(Data Opens)
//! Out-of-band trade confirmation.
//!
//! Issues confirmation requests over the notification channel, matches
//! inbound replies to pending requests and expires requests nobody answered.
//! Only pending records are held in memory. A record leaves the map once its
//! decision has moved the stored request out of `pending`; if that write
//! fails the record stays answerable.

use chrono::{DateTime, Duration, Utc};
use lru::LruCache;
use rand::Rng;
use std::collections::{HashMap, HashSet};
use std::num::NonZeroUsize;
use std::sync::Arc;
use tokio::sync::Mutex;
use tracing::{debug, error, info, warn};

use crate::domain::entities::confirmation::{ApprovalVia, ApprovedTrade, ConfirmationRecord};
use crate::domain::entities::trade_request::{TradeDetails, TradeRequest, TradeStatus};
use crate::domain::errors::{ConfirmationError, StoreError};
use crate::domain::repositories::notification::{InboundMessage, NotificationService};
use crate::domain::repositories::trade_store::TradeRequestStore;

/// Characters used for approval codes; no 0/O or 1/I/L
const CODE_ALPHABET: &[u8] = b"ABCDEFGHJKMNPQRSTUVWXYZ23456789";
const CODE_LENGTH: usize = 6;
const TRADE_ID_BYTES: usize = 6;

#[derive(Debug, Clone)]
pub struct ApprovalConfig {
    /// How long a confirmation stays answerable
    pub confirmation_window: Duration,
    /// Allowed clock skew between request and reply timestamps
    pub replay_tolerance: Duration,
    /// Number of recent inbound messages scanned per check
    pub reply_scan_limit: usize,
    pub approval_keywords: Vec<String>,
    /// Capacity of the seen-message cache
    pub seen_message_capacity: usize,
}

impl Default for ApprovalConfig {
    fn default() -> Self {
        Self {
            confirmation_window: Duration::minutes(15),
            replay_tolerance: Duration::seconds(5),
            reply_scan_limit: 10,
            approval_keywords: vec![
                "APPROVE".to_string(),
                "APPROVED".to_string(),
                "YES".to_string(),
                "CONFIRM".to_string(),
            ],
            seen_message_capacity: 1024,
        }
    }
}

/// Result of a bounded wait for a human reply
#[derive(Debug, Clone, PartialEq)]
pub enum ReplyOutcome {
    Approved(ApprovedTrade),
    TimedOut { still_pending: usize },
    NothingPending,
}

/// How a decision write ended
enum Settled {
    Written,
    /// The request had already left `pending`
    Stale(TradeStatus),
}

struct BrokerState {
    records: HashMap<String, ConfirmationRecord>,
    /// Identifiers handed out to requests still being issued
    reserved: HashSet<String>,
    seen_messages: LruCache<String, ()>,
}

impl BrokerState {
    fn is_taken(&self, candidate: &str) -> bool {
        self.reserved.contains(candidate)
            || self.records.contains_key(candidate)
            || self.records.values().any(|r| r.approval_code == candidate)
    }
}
(Data Closes)
The problem.
Return each line of the data that contains the string "ApprovalConfig".

Reply to the task.
pub struct ApprovalConfig {
impl Default for ApprovalConfig {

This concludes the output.